> [What you have to do] Go over the lines below, and when one contains the word "write", copy it.

------------------------------------------------------------------------

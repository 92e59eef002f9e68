use comfy_table::modifiers::UTF8_ROUND_CORNERS;
use comfy_table::presets::UTF8_FULL_CONDENSED;
use comfy_table::{Attribute, Cell, CellAlignment, Color, ContentArrangement, Table};

use sdrf_cli::workflow::{ColumnInfo, MapReport};
use sdrf_map::MatchRecord;
use sdrf_validate::NoticeKind;

pub fn print_columns(columns: &[ColumnInfo]) {
    let mut table = Table::new();
    table.set_header(vec![
        header_cell("Column"),
        header_cell("Category"),
        header_cell("Ontology key"),
        header_cell("Terms"),
    ]);
    apply_table_style(&mut table);
    align_column(&mut table, 3, CellAlignment::Center);
    for info in columns {
        let key = match &info.ontology_key {
            Some(key) => Cell::new(key),
            None => dim_cell("-"),
        };
        let terms = match (&info.ontology_key, info.has_terms) {
            (None, _) => dim_cell("-"),
            (Some(_), true) => Cell::new("✓").fg(Color::Green).add_attribute(Attribute::Bold),
            (Some(_), false) => Cell::new("missing").fg(Color::Yellow),
        };
        table.add_row(vec![
            Cell::new(info.name),
            Cell::new(info.category.label()),
            key,
            terms,
        ]);
    }
    println!("{table}");
}

pub fn print_map_summary(report: &MapReport) {
    println!("Output: {}", report.output.display());
    if let Some(mismatch) = &report.row_mismatch {
        eprintln!(
            "warning: local table has {} rows, template has {}; committed columns were fitted to the template",
            mismatch.local_rows, mismatch.target_rows
        );
    }

    let mut table = Table::new();
    table.set_header(vec![
        header_cell("Local"),
        header_cell("Target"),
        header_cell("Category"),
        header_cell("Outcome"),
        header_cell("Message"),
    ]);
    apply_table_style(&mut table);
    for record in &report.records {
        table.add_row(record_row(record));
    }
    table.add_row(vec![
        Cell::new("TOTAL")
            .fg(Color::Cyan)
            .add_attribute(Attribute::Bold),
        dim_cell(format!("{} rows", report.rows)),
        dim_cell("-"),
        Cell::new(format!("{} accepted", report.accepted)).add_attribute(Attribute::Bold),
        count_cell(report.rejected, "rejected", Color::Red),
    ]);
    println!("{table}");

    if !report.unmatched_locals.is_empty() {
        println!("Unmatched local columns: {}", report.unmatched_locals.join(", "));
    }
}

fn record_row(record: &MatchRecord) -> Vec<Cell> {
    let target = match &record.target {
        Some(target) => Cell::new(target),
        None => dim_cell("(skip)"),
    };
    let category = match record.category {
        Some(category) => Cell::new(category.label()),
        None => dim_cell("-"),
    };
    vec![
        Cell::new(&record.local),
        target,
        category,
        outcome_cell(record),
        Cell::new(record.diagnostic.message()),
    ]
}

fn outcome_cell(record: &MatchRecord) -> Cell {
    let label = record.diagnostic.label();
    match record.diagnostic.notice() {
        NoticeKind::Success => Cell::new(label).fg(Color::Green),
        NoticeKind::Error => Cell::new(label).fg(Color::Red).add_attribute(Attribute::Bold),
        NoticeKind::Instruction => Cell::new(label).fg(Color::Yellow),
        NoticeKind::Neutral => dim_cell(label),
    }
}

fn count_cell(count: usize, noun: &str, color: Color) -> Cell {
    let text = format!("{count} {noun}");
    if count > 0 {
        Cell::new(text).fg(color).add_attribute(Attribute::Bold)
    } else {
        dim_cell(text)
    }
}

pub fn apply_table_style(table: &mut Table) {
    table
        .load_preset(UTF8_FULL_CONDENSED)
        .apply_modifier(UTF8_ROUND_CORNERS)
        .set_content_arrangement(ContentArrangement::Dynamic)
        .set_width(120);
}

fn align_column(table: &mut Table, index: usize, alignment: CellAlignment) {
    if let Some(column) = table.column_mut(index) {
        column.set_cell_alignment(alignment);
    }
}

fn header_cell(label: &str) -> Cell {
    Cell::new(label)
        .fg(Color::Cyan)
        .add_attribute(Attribute::Bold)
}

fn dim_cell<T: ToString>(value: T) -> Cell {
    Cell::new(value).fg(Color::DarkGrey)
}
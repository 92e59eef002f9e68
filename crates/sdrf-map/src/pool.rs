//! Unmatched local and target columns.

use serde::Serialize;

/// The columns still available for pairing.
///
/// Both lists keep their initial order and only ever shrink.
#[derive(Debug, Clone, Default, PartialEq, Eq, Serialize)]
pub struct CandidatePool {
    locals: Vec<String>,
    targets: Vec<String>,
}

impl CandidatePool {
    /// Create a pool; repeated names are kept once, at their first position.
    pub fn new(locals: Vec<String>, targets: Vec<String>) -> Self {
        Self {
            locals: dedup(locals),
            targets: dedup(targets),
        }
    }

    /// Unmatched local columns, in order.
    pub fn locals(&self) -> &[String] {
        &self.locals
    }

    /// Unmatched target columns, in order.
    pub fn targets(&self) -> &[String] {
        &self.targets
    }

    pub fn has_local(&self, name: &str) -> bool {
        self.locals.iter().any(|c| c == name)
    }

    pub fn has_target(&self, name: &str) -> bool {
        self.targets.iter().any(|c| c == name)
    }

    /// Returns true once every local column has been consumed.
    pub fn is_exhausted(&self) -> bool {
        self.locals.is_empty()
    }

    pub(crate) fn remove_local(&mut self, name: &str) {
        self.locals.retain(|c| c != name);
    }

    pub(crate) fn remove_target(&mut self, name: &str) {
        self.targets.retain(|c| c != name);
    }
}

fn dedup(names: Vec<String>) -> Vec<String> {
    let mut unique: Vec<String> = Vec::with_capacity(names.len());
    for name in names {
        if !unique.contains(&name) {
            unique.push(name);
        }
    }
    unique
}

#[cfg(test)]
mod tests {
    use super::*;

    fn names(values: &[&str]) -> Vec<String> {
        values.iter().map(|v| v.to_string()).collect()
    }

    #[test]
    fn keeps_first_occurrence() {
        let pool = CandidatePool::new(names(&["b", "a", "b"]), names(&["x"]));
        assert_eq!(pool.locals(), &["b", "a"]);
    }

    #[test]
    fn removal_preserves_order() {
        let mut pool = CandidatePool::new(names(&["a", "b", "c"]), names(&["x", "y"]));
        pool.remove_local("b");
        pool.remove_target("x");
        assert_eq!(pool.locals(), &["a", "c"]);
        assert_eq!(pool.targets(), &["y"]);
        assert!(!pool.has_local("b"));
        assert!(pool.has_target("y"));
        assert!(!pool.is_exhausted());
    }
}
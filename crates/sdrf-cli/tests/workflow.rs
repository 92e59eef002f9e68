//! End-to-end runs of the `map` workflow against files on disk.

use std::fs;
use std::path::{Path, PathBuf};

use sdrf_cli::settings::Settings;
use sdrf_cli::workflow::{MapRequest, PairSpec, execute_map};
use sdrf_validate::Diagnostic;

struct Fixture {
    _dir: tempfile::TempDir,
    root: PathBuf,
}

impl Fixture {
    fn new() -> Self {
        let dir = tempfile::tempdir().unwrap();
        let root = dir.path().to_path_buf();
        fs::write(
            root.join("samples.csv"),
            "Sample,Species,Gender\nS1,human,M\nS2,mouse,Unknown\n",
        )
        .unwrap();
        fs::write(
            root.join("template.sdrf.tsv"),
            "source name\tcharacteristics[organism]\tcharacteristics[sex]\n\
             sample 1\t\t\n\
             sample 2\t\t\n",
        )
        .unwrap();
        fs::write(
            root.join("terms.json"),
            r#"{"all_organism_elements": ["Homo sapiens", "Mus musculus"]}"#,
        )
        .unwrap();
        Self { _dir: dir, root }
    }

    fn path(&self, name: &str) -> PathBuf {
        self.root.join(name)
    }

    fn request(&self, pairs: &[&str]) -> MapRequest {
        MapRequest {
            local: self.path("samples.csv"),
            template: self.path("template.sdrf.tsv"),
            ontology: Some(self.path("terms.json")),
            pairs: pairs.iter().map(|p| p.parse::<PairSpec>().unwrap()).collect(),
            output: Some(self.path("out/intermediate_SDRF.sdrf.tsv")),
            ..MapRequest::default()
        }
    }
}

fn read(path: &Path) -> String {
    fs::read_to_string(path).unwrap()
}

#[test]
fn accepted_organism_is_written_and_rejected_sex_is_not() {
    let fixture = Fixture::new();
    let mut request = fixture.request(&[
        "Species=characteristics[organism]",
        "Gender=characteristics[sex]",
    ]);
    request.skips = vec!["Sample".to_string()];

    let report = execute_map(&request, &Settings::default()).unwrap();

    assert_eq!(report.accepted, 1);
    assert_eq!(report.rejected, 1);
    assert!(report.has_rejections());
    assert!(report.unmatched_locals.is_empty());
    assert_eq!(report.row_mismatch, None);
    assert_eq!(report.records.len(), 3);
    assert_eq!(report.records[2].diagnostic, Diagnostic::Skipped);
    assert_eq!(
        report.records[1].diagnostic.offending_values(),
        &["Unknown".to_string()]
    );

    assert_eq!(
        read(&report.output),
        "source name\tcharacteristics[organism]\tcharacteristics[sex]\n\
         sample 1\tHomo sapiens\t\n\
         sample 2\tMus musculus\t\n"
    );
}

#[test]
fn missing_value_token_and_release_policy() {
    let fixture = Fixture::new();
    let mut request = fixture.request(&["Gender=characteristics[sex]"]);
    request.release_rejected = true;
    request.missing_value = Some("not available".to_string());

    let report = execute_map(&request, &Settings::default()).unwrap();

    assert_eq!(report.rejected, 1);
    assert_eq!(report.unmatched_locals, vec!["Sample", "Species"]);
    let content = read(&report.output);
    assert_eq!(
        content.lines().nth(1),
        Some("sample 1\tnot available\tnot available")
    );
}

#[test]
fn extra_aliases_from_settings_are_used() {
    let fixture = Fixture::new();
    fs::write(fixture.path("samples.csv"), "Species\nman\nmouse\n").unwrap();
    let mut settings = Settings::default();
    settings
        .organism
        .extra_aliases
        .insert("Homo sapiens".to_string(), vec!["man".to_string()]);

    let report = execute_map(
        &fixture.request(&["Species=characteristics[organism]"]),
        &settings,
    )
    .unwrap();

    assert_eq!(report.accepted, 1);
    assert!(!report.has_rejections());
    assert!(read(&report.output).contains("sample 1\tHomo sapiens\t"));
}

#[test]
fn unknown_local_column_fails_with_context() {
    let fixture = Fixture::new();
    let request = fixture.request(&["Strain=characteristics[organism]"]);

    let err = execute_map(&request, &Settings::default()).unwrap_err();
    let message = format!("{err:#}");
    assert!(message.contains("pair Strain=characteristics[organism]"), "{message}");
    assert!(!fixture.path("out/intermediate_SDRF.sdrf.tsv").exists());
}

#[test]
fn row_mismatch_is_reported() {
    let fixture = Fixture::new();
    fs::write(fixture.path("samples.csv"), "Species\nhuman\nhuman\nmouse\n").unwrap();

    let report = execute_map(
        &fixture.request(&["Species=characteristics[organism]"]),
        &Settings::default(),
    )
    .unwrap();

    let mismatch = report.row_mismatch.unwrap();
    assert_eq!((mismatch.local_rows, mismatch.target_rows), (3, 2));
    assert_eq!(report.rows, 2);
}

#[test]
fn blank_local_row_keeps_later_samples_aligned() {
    let fixture = Fixture::new();
    fs::write(fixture.path("samples.csv"), "Species,Sex\nmouse,M\n,\nhuman,F\n").unwrap();
    fs::write(
        fixture.path("template.sdrf.tsv"),
        "source name\tcharacteristics[organism]\n\
         sample 1\t\n\
         sample 2\t\n\
         sample 3\t\n",
    )
    .unwrap();

    let report = execute_map(
        &fixture.request(&["Species=characteristics[organism]"]),
        &Settings::default(),
    )
    .unwrap();

    assert_eq!(report.row_mismatch, None);
    assert_eq!(
        read(&report.output),
        "source name\tcharacteristics[organism]\n\
         sample 1\tMus musculus\n\
         sample 2\t\n\
         sample 3\tHomo sapiens\n"
    );
}
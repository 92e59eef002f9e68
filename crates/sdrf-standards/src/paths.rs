//! Ontology source path resolution.

use std::path::{Path, PathBuf};

/// Environment variable for overriding the ontology term-set location.
pub const ONTOLOGY_ENV_VAR: &str = "SDRF_ONTOLOGY_PATH";

/// Resolve where ontology term sets are loaded from.
///
/// Resolution order:
/// 1. `SDRF_ONTOLOGY_PATH` environment variable (when set and non-empty)
/// 2. `configured`, usually from the command line or settings file
///
/// Returns `None` when neither is available; callers then run with an empty
/// registry and every ontology-backed column reports as unsupported.
pub fn resolve_ontology_path(configured: Option<&Path>) -> Option<PathBuf> {
    resolve_with(std::env::var_os(ONTOLOGY_ENV_VAR).map(PathBuf::from), configured)
}

fn resolve_with(from_env: Option<PathBuf>, configured: Option<&Path>) -> Option<PathBuf> {
    from_env
        .filter(|path| !path.as_os_str().is_empty())
        .or_else(|| configured.map(Path::to_path_buf))
}
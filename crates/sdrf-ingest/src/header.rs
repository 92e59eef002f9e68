//! Header normalization.

use std::collections::HashSet;

/// Normalizes a header value by trimming whitespace and a leading BOM.
pub fn normalize_header(value: &str) -> String {
    value.trim_start_matches('\u{feff}').trim().to_string()
}

/// Makes header names usable as column names.
///
/// Blank headers become `Unnamed: <index>`. Repeated names get a `.1`,
/// `.2`, ... suffix in order of appearance so no column is dropped.
///
/// ```
/// use sdrf_ingest::unique_headers;
///
/// let headers = unique_headers(vec!["id".into(), "".into(), "id".into()]);
/// assert_eq!(headers, vec!["id", "Unnamed: 1", "id.1"]);
/// ```
pub fn unique_headers(raw: Vec<String>) -> Vec<String> {
    let mut seen: HashSet<String> = HashSet::with_capacity(raw.len());
    let mut headers = Vec::with_capacity(raw.len());

    for (idx, value) in raw.into_iter().enumerate() {
        let mut name = normalize_header(&value);
        if name.is_empty() {
            name = format!("Unnamed: {idx}");
        }
        if seen.contains(&name) {
            let mut suffix = 1usize;
            while seen.contains(&format!("{name}.{suffix}")) {
                suffix += 1;
            }
            name = format!("{name}.{suffix}");
        }
        seen.insert(name.clone());
        headers.push(name);
    }

    headers
}
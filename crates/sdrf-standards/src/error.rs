//! Error types for standards loading and lookup.

use std::path::PathBuf;
use thiserror::Error;

/// Errors that can occur when loading or querying SDRF vocabularies.
#[derive(Debug, Error)]
#[non_exhaustive]
pub enum StandardsError {
    /// Ontology path does not exist.
    #[error("ontology source not found: {path}")]
    PathNotFound { path: PathBuf },

    /// Failed to read a term file or directory.
    #[error("failed to read {path}: {source}")]
    Read {
        path: PathBuf,
        #[source]
        source: std::io::Error,
    },

    /// Failed to parse a JSON term-set file.
    #[error("failed to parse term sets in {path}: {source}")]
    JsonParse {
        path: PathBuf,
        #[source]
        source: serde_json::Error,
    },

    /// Term-set file does not follow the `all_<qualifier>_elements` naming.
    #[error("invalid term set {key} in {path}: {reason}")]
    InvalidTermSet {
        key: String,
        path: PathBuf,
        reason: &'static str,
    },

    /// No term set is registered for the column's qualifier.
    #[error("no ontology term set '{key}' for column '{column}'")]
    TermSetNotFound { column: String, key: String },
}

impl StandardsError {
    /// Returns true when the error means "this column has no vocabulary".
    pub fn is_not_found(&self) -> bool {
        matches!(self, Self::TermSetNotFound { .. })
    }
}

/// Result type for standards operations.
pub type Result<T> = std::result::Result<T, StandardsError>;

------------------------------------------------------------------------

> [Solved problem]
        fs::write(
        fs::write(
        fs::write(
    fs::write(fixture.path("samples.csv"), "Species\nman\nmouse\n").unwrap();
    fs::write(fixture.path("samples.csv"), "Species\nhuman\nhuman\nmouse\n").unwrap();
    fs::write(fixture.path("samples.csv"), "Species,Sex\nmouse,M\n,\nhuman,F\n").unwrap();
    fs::write(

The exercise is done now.